GIVEN DATA
»»

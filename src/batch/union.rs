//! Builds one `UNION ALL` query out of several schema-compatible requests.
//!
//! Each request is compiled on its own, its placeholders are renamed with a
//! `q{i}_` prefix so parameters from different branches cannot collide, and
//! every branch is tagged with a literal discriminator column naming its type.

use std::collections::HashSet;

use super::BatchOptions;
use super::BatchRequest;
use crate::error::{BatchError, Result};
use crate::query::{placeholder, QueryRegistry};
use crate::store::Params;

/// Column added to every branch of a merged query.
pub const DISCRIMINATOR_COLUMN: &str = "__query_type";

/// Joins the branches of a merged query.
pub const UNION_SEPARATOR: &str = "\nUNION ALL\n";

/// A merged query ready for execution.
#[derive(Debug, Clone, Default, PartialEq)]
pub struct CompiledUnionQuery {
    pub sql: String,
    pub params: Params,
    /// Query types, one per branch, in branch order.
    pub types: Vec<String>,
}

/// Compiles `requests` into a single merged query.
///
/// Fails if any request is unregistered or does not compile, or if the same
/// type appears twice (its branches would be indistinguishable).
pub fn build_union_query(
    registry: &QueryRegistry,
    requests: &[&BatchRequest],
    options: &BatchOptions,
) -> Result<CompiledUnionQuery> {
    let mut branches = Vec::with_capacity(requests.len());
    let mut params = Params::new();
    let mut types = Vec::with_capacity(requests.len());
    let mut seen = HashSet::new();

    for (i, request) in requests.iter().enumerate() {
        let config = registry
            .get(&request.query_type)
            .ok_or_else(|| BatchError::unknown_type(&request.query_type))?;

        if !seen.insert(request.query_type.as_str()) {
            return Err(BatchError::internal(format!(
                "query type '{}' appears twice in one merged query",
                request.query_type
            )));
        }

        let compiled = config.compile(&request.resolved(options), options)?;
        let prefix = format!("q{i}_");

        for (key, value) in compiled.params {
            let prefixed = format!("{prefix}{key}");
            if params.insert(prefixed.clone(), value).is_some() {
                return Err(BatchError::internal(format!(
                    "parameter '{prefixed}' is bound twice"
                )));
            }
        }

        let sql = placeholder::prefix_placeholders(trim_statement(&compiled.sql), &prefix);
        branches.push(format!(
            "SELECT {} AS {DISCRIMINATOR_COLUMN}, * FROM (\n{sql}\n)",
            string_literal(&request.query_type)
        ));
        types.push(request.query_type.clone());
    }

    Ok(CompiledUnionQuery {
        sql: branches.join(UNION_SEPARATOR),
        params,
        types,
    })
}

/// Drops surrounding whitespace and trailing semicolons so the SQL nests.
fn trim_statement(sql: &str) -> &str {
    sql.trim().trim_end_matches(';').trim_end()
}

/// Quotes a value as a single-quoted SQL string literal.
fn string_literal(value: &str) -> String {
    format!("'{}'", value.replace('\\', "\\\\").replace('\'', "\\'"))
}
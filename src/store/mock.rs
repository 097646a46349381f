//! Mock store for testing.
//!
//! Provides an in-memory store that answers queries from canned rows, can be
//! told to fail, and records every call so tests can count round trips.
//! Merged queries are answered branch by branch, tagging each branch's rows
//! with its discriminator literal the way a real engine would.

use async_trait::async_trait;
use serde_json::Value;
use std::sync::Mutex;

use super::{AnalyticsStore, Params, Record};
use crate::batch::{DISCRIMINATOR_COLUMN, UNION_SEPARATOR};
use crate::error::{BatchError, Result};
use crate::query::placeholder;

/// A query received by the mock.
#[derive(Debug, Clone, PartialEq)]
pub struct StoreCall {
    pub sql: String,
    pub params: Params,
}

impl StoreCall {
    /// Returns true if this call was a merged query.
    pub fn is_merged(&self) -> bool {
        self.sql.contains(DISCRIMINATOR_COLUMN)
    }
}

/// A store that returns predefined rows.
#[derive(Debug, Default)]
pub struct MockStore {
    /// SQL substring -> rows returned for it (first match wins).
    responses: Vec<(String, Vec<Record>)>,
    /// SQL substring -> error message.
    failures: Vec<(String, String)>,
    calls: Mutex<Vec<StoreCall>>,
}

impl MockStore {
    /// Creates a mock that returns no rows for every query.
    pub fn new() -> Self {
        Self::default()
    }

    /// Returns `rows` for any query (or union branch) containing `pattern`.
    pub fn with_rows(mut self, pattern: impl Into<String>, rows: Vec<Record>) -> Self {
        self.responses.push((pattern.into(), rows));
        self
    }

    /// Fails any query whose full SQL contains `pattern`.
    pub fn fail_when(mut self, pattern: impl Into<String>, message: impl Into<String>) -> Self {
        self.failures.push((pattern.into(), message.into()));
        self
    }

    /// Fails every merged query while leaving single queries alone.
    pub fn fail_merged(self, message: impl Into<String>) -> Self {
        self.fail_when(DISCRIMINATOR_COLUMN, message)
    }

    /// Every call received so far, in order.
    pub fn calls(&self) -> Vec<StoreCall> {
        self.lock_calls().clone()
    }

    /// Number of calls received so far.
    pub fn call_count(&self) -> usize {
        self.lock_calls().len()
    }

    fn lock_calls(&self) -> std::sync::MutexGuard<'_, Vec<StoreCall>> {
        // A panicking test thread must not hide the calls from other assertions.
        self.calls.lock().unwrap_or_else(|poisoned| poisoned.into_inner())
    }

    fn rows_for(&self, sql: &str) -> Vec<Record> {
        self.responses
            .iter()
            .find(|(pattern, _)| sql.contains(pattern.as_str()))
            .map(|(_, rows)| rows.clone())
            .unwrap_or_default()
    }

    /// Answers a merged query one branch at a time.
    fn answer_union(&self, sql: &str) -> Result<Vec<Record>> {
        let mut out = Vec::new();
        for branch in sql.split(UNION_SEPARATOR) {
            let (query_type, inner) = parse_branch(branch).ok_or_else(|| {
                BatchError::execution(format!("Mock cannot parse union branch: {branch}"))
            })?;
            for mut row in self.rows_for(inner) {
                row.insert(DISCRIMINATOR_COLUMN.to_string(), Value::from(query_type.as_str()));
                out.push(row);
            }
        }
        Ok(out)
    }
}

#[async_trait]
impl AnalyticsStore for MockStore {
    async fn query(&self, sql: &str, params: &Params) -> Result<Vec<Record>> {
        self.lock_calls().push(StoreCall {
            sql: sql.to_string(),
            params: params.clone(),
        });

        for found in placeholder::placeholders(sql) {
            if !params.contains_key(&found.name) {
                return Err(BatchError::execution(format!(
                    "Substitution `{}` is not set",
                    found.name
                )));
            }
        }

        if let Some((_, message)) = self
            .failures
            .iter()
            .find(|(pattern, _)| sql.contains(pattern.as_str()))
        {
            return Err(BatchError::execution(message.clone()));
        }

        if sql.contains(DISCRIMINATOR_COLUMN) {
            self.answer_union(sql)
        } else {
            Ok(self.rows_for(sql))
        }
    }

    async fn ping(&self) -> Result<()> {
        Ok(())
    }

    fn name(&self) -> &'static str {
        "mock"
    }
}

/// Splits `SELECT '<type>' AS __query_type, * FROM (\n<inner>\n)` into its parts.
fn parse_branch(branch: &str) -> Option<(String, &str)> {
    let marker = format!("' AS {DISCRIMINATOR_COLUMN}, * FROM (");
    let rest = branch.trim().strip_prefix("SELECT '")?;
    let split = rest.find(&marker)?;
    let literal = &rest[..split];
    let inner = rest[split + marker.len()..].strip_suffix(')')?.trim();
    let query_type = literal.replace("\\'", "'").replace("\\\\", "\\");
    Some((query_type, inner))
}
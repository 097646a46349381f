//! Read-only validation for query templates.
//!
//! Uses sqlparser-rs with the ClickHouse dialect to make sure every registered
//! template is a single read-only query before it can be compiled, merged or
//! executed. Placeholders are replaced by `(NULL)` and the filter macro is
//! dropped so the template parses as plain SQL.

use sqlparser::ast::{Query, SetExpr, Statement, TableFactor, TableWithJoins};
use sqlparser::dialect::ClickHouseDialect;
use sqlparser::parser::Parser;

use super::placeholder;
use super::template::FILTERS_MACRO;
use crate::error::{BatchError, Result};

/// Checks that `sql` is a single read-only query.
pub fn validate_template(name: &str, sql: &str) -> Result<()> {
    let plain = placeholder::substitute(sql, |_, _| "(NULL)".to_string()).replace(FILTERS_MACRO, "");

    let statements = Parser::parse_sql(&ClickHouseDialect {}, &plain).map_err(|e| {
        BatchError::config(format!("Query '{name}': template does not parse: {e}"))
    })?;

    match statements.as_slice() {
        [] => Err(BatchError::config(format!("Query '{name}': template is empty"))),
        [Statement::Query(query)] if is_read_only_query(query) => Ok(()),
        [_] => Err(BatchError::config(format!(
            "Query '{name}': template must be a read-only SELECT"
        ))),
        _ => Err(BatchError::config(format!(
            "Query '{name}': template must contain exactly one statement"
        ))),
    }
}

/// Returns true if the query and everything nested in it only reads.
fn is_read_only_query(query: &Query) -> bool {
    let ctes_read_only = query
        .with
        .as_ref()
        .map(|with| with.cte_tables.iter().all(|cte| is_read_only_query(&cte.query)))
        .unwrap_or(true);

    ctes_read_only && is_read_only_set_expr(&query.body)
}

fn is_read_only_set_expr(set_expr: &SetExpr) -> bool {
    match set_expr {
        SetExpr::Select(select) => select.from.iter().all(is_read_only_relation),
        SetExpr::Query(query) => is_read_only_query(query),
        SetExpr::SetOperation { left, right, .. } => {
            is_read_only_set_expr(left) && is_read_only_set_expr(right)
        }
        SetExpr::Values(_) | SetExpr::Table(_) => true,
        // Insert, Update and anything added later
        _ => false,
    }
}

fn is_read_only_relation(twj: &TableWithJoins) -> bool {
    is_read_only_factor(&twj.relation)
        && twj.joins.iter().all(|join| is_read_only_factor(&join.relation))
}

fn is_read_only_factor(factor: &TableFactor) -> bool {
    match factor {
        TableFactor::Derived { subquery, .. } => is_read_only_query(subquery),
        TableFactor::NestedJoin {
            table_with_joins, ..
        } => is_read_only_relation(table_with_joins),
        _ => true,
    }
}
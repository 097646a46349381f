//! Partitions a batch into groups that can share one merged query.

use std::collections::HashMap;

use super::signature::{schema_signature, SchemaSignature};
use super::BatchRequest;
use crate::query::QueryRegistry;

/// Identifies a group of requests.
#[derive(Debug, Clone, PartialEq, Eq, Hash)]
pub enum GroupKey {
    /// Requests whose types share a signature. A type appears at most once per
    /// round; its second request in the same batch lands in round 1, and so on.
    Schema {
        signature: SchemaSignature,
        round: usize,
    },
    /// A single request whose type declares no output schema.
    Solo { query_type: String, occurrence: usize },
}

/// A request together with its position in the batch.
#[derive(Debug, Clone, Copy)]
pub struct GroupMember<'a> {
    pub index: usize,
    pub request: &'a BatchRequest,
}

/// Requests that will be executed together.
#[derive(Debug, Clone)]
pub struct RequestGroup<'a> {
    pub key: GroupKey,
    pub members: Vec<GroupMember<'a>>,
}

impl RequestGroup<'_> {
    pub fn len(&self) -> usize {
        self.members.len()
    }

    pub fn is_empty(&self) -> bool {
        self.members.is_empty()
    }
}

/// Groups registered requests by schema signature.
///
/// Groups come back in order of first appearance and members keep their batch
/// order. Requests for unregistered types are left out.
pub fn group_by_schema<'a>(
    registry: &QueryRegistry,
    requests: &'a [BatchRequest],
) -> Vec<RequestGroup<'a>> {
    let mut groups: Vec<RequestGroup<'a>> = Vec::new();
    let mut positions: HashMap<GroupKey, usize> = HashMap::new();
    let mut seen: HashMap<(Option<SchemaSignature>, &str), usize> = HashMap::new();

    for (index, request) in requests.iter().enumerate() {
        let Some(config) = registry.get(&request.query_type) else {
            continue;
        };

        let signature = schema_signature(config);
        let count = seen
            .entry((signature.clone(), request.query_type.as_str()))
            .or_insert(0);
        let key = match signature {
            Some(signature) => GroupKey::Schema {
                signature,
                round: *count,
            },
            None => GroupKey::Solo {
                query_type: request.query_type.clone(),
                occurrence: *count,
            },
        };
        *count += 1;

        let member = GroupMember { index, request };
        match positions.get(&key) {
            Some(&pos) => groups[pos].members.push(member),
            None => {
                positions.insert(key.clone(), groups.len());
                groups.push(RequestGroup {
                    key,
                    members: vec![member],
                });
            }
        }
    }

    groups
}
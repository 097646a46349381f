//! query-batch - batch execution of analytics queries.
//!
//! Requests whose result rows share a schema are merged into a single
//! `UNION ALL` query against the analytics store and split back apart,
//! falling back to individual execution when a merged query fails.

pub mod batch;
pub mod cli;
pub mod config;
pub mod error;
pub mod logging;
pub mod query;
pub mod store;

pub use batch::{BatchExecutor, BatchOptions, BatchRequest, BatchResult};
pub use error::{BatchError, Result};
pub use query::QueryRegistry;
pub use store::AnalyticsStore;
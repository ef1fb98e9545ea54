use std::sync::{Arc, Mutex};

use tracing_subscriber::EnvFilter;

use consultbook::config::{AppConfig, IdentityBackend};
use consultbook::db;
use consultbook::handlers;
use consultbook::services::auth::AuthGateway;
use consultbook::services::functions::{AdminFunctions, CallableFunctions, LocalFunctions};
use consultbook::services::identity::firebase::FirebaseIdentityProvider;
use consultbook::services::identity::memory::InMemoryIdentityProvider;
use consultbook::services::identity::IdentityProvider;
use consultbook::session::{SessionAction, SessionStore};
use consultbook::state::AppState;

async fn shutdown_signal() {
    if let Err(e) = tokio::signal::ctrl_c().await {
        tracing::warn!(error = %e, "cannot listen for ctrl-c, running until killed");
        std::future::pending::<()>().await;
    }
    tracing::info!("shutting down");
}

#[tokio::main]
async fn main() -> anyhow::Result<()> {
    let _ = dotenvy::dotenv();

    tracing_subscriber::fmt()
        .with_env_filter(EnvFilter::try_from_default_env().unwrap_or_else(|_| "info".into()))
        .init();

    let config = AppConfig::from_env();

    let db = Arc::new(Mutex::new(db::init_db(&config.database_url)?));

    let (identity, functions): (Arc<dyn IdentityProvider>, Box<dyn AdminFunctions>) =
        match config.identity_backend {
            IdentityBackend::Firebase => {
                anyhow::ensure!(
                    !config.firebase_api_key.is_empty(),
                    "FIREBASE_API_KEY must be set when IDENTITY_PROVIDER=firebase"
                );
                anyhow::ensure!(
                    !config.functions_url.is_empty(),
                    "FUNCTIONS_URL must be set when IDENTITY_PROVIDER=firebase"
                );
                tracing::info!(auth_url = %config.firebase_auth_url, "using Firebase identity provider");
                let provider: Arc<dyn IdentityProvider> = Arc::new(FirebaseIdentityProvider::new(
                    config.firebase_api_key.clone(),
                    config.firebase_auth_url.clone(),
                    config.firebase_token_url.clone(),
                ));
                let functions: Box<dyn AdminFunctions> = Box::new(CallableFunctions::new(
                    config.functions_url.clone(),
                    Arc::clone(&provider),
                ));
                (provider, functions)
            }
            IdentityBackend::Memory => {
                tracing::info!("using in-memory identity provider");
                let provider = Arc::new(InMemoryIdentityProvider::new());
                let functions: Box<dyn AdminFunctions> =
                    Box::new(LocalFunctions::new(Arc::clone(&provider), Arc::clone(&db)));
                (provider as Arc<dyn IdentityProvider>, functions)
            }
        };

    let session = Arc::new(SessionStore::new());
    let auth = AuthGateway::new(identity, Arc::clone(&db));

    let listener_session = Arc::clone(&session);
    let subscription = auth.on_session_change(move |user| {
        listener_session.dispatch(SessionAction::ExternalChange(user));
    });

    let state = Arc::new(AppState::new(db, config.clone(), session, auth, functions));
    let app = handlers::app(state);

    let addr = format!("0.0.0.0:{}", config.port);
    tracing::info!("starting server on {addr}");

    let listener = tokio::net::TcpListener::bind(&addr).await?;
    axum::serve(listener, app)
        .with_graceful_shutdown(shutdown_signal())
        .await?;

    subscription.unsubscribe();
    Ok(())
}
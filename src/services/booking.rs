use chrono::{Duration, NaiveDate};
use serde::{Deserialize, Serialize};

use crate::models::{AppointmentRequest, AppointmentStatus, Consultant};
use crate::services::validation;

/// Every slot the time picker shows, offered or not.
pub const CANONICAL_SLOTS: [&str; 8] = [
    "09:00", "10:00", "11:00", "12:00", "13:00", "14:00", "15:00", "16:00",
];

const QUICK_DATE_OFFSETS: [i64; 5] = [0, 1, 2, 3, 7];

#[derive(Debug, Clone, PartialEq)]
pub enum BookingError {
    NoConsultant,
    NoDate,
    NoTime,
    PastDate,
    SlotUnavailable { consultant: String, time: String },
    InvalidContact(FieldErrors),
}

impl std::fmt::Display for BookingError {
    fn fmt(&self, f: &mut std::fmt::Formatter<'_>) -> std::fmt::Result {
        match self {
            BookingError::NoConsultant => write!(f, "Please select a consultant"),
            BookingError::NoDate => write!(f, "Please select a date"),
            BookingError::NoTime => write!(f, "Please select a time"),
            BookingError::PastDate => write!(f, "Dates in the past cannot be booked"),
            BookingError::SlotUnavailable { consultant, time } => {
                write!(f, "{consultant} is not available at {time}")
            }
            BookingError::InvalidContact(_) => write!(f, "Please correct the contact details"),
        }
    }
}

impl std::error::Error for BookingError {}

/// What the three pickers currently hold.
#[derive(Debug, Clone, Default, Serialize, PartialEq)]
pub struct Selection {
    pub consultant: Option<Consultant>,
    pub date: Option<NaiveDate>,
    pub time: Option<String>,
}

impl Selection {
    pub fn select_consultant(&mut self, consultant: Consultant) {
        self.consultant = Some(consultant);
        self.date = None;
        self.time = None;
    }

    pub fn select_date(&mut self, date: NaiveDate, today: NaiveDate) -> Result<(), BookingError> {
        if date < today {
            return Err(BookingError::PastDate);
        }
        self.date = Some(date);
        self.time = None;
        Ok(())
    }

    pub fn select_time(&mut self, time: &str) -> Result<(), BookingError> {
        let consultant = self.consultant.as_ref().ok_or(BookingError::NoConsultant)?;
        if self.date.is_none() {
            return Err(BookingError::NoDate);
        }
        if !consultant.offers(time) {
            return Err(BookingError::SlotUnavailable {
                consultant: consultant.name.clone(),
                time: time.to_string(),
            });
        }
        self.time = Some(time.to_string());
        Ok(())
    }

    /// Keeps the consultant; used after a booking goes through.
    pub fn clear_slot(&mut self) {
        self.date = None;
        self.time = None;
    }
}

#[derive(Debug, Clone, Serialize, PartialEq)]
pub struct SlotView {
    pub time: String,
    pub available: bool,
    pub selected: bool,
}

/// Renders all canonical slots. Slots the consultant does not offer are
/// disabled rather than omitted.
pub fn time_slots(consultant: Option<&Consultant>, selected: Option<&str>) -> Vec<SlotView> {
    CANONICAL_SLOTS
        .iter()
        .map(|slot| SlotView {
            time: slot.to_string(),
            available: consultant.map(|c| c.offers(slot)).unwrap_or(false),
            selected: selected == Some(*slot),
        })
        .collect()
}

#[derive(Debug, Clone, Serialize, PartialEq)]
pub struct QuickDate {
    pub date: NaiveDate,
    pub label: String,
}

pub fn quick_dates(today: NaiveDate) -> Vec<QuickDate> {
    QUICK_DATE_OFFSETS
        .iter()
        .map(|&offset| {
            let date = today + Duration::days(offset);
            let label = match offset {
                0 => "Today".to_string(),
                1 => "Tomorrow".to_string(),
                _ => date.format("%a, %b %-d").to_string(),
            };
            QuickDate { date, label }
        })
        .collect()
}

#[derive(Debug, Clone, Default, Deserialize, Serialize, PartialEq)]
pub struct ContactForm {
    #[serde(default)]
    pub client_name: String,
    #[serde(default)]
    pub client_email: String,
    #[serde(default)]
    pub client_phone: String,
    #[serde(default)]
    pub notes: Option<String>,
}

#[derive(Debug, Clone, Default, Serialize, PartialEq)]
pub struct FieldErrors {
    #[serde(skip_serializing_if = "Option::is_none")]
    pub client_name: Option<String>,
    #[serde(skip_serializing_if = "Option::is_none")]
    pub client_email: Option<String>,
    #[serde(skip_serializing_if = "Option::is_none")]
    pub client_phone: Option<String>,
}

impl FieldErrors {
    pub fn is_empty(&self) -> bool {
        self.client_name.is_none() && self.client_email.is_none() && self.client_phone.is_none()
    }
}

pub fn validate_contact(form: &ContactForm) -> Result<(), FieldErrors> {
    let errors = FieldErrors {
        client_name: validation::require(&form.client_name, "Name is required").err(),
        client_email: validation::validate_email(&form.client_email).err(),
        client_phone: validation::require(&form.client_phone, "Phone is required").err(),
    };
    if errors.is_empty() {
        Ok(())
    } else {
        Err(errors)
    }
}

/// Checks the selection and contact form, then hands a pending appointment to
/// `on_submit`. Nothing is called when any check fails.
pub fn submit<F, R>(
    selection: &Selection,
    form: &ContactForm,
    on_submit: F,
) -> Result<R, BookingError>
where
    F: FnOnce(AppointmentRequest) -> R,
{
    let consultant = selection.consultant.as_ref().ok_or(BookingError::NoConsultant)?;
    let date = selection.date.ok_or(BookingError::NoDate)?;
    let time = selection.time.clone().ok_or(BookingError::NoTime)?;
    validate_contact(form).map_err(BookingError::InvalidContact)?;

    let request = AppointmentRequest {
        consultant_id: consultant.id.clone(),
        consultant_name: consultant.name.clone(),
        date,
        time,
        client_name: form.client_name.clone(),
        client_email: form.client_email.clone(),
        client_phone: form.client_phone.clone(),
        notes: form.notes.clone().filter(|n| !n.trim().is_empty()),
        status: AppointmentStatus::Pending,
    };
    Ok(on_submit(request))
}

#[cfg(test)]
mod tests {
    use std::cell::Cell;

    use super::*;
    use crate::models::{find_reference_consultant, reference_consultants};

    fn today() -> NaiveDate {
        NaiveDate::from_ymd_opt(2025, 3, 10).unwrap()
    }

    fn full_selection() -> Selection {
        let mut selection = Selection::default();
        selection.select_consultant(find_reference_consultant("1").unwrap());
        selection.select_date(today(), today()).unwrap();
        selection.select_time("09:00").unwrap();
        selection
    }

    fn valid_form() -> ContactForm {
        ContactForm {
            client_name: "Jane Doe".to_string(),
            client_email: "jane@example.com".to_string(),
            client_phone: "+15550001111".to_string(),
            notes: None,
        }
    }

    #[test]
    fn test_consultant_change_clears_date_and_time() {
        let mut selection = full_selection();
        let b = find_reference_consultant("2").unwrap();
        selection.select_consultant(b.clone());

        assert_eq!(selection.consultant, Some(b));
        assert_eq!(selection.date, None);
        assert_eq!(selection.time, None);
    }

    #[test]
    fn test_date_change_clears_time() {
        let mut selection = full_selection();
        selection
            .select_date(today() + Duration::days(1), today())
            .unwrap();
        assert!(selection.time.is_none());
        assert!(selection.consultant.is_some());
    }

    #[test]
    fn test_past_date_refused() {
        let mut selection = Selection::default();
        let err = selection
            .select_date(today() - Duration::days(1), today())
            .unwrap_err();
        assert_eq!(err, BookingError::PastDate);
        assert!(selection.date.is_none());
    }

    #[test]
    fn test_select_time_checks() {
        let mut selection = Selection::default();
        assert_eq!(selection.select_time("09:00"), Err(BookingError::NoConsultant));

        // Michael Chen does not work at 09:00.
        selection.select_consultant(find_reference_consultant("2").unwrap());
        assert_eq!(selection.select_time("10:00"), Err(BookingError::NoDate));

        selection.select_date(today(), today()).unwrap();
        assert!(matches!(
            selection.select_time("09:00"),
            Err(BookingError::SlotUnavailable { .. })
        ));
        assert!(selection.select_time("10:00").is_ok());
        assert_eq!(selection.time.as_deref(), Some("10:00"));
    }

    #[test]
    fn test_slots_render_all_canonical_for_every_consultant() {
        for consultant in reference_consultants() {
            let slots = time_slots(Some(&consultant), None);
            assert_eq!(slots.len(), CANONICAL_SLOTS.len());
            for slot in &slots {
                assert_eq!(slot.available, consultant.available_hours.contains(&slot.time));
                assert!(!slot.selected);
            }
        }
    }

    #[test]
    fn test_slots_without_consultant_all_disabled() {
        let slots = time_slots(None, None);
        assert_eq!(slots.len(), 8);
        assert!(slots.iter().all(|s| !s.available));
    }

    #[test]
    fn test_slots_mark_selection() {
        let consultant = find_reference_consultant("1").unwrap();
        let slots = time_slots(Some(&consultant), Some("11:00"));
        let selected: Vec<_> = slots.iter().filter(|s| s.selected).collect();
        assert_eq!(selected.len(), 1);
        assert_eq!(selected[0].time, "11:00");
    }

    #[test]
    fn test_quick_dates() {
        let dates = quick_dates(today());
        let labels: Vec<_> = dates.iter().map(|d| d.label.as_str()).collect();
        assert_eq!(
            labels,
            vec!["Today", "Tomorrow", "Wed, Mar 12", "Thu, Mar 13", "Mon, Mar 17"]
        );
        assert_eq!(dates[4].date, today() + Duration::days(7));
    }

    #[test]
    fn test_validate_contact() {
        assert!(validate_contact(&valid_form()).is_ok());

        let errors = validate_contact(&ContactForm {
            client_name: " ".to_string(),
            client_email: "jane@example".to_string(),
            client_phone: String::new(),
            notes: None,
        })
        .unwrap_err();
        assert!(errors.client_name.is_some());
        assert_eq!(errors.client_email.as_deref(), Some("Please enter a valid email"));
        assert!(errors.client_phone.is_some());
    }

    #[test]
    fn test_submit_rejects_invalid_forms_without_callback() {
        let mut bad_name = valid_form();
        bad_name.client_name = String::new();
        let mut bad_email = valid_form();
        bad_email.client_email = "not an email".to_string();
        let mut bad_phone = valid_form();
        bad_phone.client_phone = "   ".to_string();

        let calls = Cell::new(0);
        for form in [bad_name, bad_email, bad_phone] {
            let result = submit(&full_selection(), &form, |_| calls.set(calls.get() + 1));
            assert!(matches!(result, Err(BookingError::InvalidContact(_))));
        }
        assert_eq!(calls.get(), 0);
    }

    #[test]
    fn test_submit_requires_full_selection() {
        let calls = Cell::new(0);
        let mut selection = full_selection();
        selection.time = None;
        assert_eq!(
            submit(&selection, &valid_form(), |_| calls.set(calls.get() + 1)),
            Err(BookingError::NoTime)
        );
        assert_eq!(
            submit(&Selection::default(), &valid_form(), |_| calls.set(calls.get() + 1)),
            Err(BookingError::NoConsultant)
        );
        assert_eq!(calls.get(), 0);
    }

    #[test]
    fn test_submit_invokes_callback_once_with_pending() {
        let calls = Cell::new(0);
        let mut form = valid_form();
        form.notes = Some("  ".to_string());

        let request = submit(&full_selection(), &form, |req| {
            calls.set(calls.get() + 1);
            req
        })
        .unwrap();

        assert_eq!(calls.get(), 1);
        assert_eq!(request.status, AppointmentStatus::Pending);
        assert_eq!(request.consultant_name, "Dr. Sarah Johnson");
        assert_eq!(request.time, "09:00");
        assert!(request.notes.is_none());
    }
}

««

GOAL OF THE EXERCISE
Whenever the string "consultbook" shows up in a line of the records, copy that line.

SOLUTION
use consultbook::config::{AppConfig, IdentityBackend};
use consultbook::db;
use consultbook::handlers;
use consultbook::services::auth::AuthGateway;
use consultbook::services::functions::{AdminFunctions, CallableFunctions, LocalFunctions};
use consultbook::services::identity::firebase::FirebaseIdentityProvider;
use consultbook::services::identity::memory::InMemoryIdentityProvider;
use consultbook::services::identity::IdentityProvider;
use consultbook::session::{SessionAction, SessionStore};
use consultbook::state::AppState;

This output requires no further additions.